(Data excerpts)
════════════════
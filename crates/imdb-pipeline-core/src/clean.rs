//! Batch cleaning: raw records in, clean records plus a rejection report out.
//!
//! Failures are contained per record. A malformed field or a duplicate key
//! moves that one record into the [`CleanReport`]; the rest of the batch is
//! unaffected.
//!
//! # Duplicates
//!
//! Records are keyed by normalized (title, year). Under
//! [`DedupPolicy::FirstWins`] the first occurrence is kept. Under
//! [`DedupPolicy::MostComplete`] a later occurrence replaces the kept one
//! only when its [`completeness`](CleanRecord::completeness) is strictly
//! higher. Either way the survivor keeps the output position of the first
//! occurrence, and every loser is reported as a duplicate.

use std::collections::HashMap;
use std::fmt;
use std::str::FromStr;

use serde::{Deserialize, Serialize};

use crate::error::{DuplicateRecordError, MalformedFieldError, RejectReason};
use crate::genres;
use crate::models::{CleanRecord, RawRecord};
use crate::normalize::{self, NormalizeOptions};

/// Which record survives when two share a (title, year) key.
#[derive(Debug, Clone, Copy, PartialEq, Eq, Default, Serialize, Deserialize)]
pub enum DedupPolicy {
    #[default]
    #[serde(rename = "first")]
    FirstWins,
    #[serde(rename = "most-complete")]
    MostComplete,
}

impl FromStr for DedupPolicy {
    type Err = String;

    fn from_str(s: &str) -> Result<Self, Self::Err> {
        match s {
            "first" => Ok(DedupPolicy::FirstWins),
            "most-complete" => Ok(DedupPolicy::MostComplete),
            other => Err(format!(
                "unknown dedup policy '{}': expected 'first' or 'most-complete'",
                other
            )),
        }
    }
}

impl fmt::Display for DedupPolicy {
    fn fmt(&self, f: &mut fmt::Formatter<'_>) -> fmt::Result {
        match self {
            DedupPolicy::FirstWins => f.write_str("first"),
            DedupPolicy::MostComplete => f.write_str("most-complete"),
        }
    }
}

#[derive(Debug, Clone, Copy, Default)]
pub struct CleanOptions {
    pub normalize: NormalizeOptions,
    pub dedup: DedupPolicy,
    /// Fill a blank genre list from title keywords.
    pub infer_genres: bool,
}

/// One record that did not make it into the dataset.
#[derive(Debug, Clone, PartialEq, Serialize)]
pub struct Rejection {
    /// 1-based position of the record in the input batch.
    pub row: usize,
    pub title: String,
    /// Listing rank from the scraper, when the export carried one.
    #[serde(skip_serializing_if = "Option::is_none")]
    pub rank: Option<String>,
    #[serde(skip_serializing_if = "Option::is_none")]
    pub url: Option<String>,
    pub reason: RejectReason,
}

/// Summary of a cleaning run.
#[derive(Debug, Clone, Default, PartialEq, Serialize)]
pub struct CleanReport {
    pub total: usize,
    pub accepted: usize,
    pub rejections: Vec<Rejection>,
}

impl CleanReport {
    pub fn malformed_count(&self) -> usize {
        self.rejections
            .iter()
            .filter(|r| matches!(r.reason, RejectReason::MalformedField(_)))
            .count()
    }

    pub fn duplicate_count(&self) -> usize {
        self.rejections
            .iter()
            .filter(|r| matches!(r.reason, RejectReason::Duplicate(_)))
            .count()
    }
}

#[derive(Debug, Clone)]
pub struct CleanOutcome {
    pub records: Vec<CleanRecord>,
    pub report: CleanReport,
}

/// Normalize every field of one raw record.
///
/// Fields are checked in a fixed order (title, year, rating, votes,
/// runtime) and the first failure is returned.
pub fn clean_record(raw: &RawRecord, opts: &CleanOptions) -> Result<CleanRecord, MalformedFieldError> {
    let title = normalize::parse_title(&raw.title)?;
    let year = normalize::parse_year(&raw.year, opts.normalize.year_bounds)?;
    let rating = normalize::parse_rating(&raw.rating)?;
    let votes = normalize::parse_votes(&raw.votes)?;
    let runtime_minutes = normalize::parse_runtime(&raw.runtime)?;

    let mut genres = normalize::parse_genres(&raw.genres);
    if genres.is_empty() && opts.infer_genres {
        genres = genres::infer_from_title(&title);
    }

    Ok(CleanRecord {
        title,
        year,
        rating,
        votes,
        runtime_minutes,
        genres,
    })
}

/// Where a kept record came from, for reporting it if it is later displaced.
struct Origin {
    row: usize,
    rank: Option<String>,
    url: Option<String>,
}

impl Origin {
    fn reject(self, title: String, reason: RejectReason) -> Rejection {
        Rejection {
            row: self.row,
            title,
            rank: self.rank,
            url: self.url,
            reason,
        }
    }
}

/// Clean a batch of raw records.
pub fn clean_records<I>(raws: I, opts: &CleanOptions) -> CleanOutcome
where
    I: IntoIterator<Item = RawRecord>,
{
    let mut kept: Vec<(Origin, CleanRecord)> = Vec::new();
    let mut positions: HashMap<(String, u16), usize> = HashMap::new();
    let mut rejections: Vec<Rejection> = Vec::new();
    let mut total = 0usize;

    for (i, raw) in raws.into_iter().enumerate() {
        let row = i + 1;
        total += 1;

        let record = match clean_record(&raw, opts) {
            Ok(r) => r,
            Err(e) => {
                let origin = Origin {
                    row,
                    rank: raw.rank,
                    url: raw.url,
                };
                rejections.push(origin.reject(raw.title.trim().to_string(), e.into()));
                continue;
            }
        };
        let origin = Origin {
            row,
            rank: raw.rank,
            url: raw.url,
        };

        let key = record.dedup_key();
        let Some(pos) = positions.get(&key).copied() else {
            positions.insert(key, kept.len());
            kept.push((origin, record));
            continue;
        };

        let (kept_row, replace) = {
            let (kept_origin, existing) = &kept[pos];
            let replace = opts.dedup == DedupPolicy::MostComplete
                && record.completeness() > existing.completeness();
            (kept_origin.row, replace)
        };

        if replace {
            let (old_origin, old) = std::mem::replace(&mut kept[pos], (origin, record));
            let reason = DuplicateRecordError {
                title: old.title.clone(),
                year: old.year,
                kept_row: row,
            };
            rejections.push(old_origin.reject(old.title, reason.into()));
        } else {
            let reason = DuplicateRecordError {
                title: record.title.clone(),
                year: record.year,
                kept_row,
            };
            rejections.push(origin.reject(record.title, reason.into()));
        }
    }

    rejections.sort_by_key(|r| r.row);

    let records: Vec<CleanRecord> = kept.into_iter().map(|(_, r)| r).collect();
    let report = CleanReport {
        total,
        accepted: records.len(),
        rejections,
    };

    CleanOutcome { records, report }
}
════════════════
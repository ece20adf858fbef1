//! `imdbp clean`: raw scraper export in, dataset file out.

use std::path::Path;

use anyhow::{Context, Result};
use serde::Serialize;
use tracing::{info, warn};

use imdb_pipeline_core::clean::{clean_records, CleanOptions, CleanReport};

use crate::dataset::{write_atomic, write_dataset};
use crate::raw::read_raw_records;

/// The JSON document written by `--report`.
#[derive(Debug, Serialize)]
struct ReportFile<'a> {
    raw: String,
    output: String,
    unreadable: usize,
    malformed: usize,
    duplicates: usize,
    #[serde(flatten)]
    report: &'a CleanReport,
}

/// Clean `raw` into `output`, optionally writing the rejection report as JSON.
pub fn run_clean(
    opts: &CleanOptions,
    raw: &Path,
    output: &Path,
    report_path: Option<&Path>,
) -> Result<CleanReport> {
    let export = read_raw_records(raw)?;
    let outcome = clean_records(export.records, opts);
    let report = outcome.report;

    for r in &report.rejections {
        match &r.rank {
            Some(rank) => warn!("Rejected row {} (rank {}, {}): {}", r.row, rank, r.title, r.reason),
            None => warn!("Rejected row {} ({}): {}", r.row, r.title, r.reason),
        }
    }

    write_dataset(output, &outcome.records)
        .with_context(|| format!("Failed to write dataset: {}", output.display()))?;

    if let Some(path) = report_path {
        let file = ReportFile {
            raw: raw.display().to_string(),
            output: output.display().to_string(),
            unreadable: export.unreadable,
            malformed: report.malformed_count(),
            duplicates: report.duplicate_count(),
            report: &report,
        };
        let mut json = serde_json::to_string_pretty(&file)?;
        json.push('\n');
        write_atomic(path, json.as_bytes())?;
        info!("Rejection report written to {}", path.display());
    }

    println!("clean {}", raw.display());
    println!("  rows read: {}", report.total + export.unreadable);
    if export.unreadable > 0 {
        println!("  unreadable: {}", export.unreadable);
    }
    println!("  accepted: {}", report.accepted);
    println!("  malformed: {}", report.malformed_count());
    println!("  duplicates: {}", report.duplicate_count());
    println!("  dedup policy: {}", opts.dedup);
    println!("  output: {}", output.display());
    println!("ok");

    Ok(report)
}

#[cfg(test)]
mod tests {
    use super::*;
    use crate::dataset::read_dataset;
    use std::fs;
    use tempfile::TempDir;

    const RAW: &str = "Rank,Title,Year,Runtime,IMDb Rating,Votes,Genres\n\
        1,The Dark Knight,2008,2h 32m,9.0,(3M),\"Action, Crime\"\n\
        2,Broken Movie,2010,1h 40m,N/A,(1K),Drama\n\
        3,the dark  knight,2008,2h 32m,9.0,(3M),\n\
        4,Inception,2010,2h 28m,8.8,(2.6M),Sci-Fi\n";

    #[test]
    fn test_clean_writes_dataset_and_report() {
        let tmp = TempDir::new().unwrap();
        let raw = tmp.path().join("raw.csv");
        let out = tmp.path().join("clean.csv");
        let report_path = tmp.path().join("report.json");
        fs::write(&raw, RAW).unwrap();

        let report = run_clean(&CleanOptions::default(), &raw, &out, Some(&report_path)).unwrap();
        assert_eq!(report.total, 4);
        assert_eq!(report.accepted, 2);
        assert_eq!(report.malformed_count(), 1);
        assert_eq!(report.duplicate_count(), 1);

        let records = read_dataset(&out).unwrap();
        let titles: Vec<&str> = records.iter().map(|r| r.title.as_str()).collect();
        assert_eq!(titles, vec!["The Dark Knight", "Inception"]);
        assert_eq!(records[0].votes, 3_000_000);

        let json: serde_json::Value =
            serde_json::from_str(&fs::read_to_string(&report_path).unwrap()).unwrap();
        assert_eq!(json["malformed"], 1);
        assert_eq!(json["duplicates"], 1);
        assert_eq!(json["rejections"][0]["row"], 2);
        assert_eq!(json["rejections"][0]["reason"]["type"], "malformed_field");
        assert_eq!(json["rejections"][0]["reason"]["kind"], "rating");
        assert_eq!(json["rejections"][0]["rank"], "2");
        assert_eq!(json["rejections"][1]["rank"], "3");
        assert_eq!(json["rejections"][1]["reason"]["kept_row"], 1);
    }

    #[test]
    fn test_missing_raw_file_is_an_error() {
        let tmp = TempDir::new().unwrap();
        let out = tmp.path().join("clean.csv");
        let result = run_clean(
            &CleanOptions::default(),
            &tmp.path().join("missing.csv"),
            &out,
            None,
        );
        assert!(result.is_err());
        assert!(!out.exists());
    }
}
════════════════
• [WORK ORDER]:
Retrieve every line above holding the word "ReportFile".

• [ANSWER SECTION]:
struct ReportFile<'a> {
        let file = ReportFile {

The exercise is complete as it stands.